About this task: Review the material line by line. Identify and copy every line that contains the string "incoming".

+++

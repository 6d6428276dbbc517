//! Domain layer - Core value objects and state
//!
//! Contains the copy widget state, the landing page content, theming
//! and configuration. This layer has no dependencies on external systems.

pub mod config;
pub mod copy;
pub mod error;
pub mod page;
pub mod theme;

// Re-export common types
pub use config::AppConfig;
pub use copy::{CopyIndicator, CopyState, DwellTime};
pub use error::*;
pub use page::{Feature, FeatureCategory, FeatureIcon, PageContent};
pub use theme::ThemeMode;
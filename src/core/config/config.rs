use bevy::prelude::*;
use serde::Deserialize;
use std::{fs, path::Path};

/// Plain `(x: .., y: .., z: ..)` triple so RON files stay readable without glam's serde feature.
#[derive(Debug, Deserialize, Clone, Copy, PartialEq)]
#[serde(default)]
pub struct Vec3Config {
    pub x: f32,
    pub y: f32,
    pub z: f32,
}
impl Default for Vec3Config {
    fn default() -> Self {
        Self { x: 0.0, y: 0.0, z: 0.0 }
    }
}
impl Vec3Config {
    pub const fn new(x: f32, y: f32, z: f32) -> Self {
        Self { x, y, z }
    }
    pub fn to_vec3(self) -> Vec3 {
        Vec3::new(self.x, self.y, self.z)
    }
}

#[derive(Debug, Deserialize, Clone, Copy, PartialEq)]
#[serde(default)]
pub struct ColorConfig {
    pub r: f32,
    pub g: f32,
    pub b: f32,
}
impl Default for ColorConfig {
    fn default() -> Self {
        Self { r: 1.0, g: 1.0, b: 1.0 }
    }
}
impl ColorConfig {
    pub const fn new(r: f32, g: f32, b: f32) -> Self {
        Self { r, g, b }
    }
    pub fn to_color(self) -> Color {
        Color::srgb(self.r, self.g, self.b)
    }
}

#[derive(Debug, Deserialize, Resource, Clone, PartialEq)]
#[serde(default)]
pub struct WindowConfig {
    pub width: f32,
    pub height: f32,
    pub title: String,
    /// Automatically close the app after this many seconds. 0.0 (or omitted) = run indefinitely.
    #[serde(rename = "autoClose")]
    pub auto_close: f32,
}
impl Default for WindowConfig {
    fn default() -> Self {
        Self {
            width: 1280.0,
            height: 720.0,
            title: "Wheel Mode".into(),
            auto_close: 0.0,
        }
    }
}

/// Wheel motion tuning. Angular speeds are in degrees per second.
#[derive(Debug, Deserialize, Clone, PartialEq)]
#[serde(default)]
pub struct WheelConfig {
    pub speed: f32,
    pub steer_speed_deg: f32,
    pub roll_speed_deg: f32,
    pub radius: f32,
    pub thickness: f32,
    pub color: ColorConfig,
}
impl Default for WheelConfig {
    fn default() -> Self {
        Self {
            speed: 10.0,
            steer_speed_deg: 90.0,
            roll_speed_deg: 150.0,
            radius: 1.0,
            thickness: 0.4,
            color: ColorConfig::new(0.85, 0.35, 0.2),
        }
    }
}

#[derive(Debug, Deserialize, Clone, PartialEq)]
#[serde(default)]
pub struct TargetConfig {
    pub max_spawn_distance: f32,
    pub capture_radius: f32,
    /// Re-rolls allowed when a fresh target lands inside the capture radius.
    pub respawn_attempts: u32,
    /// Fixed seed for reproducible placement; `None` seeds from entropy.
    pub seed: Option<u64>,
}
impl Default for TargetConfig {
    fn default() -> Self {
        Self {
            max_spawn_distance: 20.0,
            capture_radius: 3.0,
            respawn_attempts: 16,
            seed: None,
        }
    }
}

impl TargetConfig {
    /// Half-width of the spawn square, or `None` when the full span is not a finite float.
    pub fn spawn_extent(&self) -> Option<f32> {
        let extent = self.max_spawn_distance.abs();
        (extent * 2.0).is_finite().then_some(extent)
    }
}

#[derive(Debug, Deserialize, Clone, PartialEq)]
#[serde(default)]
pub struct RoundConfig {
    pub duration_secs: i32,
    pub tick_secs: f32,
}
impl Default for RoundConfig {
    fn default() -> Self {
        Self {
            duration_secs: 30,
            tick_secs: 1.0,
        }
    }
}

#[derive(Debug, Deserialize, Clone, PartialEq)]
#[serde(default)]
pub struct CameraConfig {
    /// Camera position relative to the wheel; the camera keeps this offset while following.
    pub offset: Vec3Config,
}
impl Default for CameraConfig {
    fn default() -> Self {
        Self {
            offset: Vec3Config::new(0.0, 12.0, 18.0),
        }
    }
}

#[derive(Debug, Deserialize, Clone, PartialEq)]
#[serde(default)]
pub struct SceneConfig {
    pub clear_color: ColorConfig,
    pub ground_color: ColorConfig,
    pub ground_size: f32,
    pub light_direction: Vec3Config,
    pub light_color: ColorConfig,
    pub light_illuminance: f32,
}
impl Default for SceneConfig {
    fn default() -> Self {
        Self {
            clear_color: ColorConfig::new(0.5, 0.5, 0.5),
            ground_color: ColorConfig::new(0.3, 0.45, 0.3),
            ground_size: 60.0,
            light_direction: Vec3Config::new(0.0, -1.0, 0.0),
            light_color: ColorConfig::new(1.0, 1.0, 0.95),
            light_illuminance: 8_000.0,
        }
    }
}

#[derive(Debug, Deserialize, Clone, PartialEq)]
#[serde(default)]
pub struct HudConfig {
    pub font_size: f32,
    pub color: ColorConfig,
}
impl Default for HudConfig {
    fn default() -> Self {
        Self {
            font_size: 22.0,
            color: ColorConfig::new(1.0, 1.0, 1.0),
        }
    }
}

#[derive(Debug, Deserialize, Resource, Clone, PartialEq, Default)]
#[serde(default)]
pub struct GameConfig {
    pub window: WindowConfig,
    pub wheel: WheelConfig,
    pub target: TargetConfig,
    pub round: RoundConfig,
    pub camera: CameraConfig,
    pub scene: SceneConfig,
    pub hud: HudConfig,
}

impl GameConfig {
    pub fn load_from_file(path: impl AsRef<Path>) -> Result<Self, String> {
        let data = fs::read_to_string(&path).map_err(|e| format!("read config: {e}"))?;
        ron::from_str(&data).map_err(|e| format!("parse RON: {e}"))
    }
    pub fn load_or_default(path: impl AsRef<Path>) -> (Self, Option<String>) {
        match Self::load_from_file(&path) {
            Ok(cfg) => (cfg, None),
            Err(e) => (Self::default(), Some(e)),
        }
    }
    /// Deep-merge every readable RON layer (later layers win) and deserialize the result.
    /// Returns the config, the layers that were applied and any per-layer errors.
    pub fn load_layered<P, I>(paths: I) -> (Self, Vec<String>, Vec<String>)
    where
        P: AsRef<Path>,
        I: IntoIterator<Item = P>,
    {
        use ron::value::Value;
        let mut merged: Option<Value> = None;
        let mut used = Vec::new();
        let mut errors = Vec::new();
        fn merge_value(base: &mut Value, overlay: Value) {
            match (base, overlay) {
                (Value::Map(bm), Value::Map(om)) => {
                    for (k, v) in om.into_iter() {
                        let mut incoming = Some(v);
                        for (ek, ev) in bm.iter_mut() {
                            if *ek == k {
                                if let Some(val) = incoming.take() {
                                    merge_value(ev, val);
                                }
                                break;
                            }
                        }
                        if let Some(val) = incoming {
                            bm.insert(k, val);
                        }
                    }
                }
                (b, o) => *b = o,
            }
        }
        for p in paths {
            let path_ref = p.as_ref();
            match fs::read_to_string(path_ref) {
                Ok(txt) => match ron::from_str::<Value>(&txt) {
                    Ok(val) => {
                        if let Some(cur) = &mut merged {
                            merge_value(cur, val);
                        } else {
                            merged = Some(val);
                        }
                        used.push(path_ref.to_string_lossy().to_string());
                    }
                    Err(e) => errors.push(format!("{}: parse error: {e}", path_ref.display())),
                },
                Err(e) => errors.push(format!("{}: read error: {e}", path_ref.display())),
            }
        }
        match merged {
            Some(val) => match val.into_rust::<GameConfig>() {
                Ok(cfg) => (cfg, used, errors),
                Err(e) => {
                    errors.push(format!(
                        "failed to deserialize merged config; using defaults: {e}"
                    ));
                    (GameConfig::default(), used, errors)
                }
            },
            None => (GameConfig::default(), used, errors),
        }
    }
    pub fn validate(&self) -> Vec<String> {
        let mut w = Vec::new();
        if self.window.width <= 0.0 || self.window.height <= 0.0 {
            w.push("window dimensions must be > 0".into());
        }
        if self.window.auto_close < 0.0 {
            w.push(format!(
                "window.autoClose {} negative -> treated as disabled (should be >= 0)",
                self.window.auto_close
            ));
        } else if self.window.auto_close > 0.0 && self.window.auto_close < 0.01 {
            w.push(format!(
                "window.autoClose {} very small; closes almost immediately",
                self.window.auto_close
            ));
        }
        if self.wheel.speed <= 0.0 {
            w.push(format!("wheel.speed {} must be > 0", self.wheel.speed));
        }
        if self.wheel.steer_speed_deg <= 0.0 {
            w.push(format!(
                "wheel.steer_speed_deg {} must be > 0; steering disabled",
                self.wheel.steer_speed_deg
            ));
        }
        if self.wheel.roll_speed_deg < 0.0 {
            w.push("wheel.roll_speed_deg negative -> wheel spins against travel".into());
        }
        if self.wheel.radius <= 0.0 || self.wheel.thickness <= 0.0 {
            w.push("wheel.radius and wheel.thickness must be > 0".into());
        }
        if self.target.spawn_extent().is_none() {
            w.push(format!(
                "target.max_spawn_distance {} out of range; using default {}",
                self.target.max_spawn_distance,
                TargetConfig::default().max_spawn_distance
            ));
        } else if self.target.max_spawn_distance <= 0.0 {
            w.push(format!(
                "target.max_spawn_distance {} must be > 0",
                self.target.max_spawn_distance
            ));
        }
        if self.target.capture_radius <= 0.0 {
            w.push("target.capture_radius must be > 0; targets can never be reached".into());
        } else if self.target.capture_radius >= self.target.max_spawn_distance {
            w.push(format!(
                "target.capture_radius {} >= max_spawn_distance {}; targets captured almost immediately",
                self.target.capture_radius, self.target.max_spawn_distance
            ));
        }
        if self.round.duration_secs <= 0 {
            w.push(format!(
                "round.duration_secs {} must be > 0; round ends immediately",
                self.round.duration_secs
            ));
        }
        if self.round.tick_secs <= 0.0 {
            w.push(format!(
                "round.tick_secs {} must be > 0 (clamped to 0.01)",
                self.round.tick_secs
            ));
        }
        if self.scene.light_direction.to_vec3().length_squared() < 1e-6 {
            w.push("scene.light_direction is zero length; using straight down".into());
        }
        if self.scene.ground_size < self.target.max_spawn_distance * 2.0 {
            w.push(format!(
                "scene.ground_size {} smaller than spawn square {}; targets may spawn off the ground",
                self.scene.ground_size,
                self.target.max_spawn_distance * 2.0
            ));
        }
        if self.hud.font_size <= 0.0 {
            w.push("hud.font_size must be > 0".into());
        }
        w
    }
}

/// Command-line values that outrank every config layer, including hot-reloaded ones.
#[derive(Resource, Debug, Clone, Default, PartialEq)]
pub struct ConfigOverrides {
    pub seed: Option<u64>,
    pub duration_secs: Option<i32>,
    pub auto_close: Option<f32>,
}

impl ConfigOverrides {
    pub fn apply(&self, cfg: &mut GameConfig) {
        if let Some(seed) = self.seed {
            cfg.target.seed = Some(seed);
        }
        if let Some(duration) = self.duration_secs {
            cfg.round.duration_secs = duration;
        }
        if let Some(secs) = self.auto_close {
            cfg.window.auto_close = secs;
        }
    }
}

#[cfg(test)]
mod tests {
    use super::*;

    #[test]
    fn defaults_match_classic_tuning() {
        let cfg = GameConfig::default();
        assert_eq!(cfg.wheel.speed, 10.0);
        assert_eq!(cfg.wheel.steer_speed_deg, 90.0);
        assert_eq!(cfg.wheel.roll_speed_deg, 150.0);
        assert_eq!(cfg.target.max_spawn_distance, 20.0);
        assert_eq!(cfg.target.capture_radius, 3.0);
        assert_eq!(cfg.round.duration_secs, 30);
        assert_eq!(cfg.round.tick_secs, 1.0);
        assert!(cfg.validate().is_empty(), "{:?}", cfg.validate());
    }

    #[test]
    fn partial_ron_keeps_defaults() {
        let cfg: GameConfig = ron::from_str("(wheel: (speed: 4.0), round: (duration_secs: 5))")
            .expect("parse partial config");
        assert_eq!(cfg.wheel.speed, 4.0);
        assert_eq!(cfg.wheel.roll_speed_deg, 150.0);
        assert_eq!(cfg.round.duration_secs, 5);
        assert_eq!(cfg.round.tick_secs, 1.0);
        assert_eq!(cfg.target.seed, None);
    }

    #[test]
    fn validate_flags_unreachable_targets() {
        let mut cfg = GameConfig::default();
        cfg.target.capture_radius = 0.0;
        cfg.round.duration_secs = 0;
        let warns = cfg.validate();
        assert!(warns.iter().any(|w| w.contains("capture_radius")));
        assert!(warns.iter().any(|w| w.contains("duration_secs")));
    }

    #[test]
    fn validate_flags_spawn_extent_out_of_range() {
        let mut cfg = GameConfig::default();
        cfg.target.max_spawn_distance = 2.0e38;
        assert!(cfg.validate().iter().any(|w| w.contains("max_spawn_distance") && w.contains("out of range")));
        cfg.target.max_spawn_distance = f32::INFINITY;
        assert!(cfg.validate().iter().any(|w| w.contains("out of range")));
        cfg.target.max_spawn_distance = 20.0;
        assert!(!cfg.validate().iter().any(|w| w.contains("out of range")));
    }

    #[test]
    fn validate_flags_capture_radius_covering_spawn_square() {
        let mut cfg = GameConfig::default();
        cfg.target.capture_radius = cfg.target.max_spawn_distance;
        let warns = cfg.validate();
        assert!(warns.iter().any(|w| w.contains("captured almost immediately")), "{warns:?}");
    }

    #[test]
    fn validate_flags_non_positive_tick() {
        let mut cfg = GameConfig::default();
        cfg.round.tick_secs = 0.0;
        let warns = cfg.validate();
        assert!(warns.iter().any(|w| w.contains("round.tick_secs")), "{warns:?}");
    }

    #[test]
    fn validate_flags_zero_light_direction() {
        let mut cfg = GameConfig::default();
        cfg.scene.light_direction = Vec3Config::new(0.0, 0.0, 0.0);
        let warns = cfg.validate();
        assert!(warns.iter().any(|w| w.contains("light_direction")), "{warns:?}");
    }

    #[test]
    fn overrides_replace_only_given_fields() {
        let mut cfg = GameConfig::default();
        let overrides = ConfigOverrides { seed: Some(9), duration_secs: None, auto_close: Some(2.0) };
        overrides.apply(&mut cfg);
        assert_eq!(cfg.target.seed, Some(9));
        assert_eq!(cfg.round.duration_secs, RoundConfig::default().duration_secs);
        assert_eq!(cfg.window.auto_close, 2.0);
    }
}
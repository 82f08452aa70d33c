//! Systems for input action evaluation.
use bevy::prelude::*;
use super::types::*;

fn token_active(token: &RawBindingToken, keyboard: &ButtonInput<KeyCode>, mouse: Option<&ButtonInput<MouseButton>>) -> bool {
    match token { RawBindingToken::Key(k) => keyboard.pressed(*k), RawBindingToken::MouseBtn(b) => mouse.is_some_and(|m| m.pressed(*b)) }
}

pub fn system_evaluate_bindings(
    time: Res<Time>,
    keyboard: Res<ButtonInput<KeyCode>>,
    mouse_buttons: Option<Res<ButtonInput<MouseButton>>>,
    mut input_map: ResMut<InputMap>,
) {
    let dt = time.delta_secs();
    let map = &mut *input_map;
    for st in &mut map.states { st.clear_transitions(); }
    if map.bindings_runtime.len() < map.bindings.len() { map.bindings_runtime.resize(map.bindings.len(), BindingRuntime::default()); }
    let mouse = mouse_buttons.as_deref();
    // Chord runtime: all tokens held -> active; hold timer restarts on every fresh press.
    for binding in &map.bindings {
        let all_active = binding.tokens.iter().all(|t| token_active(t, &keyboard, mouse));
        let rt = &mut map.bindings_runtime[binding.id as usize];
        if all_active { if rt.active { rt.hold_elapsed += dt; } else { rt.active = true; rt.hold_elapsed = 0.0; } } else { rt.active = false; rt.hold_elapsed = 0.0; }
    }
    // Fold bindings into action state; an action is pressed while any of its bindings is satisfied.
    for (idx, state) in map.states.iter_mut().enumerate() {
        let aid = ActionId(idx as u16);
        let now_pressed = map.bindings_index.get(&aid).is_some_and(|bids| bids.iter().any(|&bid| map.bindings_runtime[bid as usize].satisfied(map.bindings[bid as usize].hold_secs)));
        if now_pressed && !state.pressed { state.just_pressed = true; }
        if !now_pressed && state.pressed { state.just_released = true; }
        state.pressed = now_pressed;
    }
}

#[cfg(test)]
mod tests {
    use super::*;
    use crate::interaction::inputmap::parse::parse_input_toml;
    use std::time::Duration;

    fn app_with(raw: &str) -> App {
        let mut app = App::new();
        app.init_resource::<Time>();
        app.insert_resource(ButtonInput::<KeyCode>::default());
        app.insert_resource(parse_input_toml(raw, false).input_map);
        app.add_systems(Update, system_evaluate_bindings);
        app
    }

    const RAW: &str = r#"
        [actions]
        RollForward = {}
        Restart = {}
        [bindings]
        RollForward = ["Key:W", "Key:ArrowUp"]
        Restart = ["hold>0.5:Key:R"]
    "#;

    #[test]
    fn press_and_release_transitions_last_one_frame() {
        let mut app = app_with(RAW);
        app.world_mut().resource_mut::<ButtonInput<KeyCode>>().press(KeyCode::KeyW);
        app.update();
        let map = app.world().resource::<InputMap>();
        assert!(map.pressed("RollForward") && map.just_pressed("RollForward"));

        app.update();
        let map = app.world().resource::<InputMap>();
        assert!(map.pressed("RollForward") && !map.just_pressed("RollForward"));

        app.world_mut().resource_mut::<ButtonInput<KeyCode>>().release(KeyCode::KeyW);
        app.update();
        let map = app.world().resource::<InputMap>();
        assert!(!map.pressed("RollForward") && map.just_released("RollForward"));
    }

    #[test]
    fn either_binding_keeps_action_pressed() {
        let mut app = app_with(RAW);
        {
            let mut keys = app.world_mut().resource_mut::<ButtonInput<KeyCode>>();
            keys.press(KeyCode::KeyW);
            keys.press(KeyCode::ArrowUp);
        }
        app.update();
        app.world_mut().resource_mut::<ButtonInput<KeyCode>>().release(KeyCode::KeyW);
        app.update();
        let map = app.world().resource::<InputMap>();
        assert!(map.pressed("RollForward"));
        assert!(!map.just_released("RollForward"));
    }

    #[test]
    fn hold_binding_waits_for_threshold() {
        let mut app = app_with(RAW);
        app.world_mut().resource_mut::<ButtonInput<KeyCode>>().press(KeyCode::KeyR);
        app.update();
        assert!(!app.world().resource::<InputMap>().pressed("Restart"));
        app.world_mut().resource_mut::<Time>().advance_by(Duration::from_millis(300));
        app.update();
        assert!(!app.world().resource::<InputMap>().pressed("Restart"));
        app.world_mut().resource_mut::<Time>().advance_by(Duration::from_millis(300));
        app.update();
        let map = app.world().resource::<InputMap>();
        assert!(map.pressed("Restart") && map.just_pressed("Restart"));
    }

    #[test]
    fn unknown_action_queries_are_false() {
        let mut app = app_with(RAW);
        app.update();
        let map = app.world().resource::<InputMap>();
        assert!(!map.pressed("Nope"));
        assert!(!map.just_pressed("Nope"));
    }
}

+++

Response to this task:
                        let mut incoming = Some(v);
                                if let Some(val) = incoming.take() {
                        if let Some(val) = incoming {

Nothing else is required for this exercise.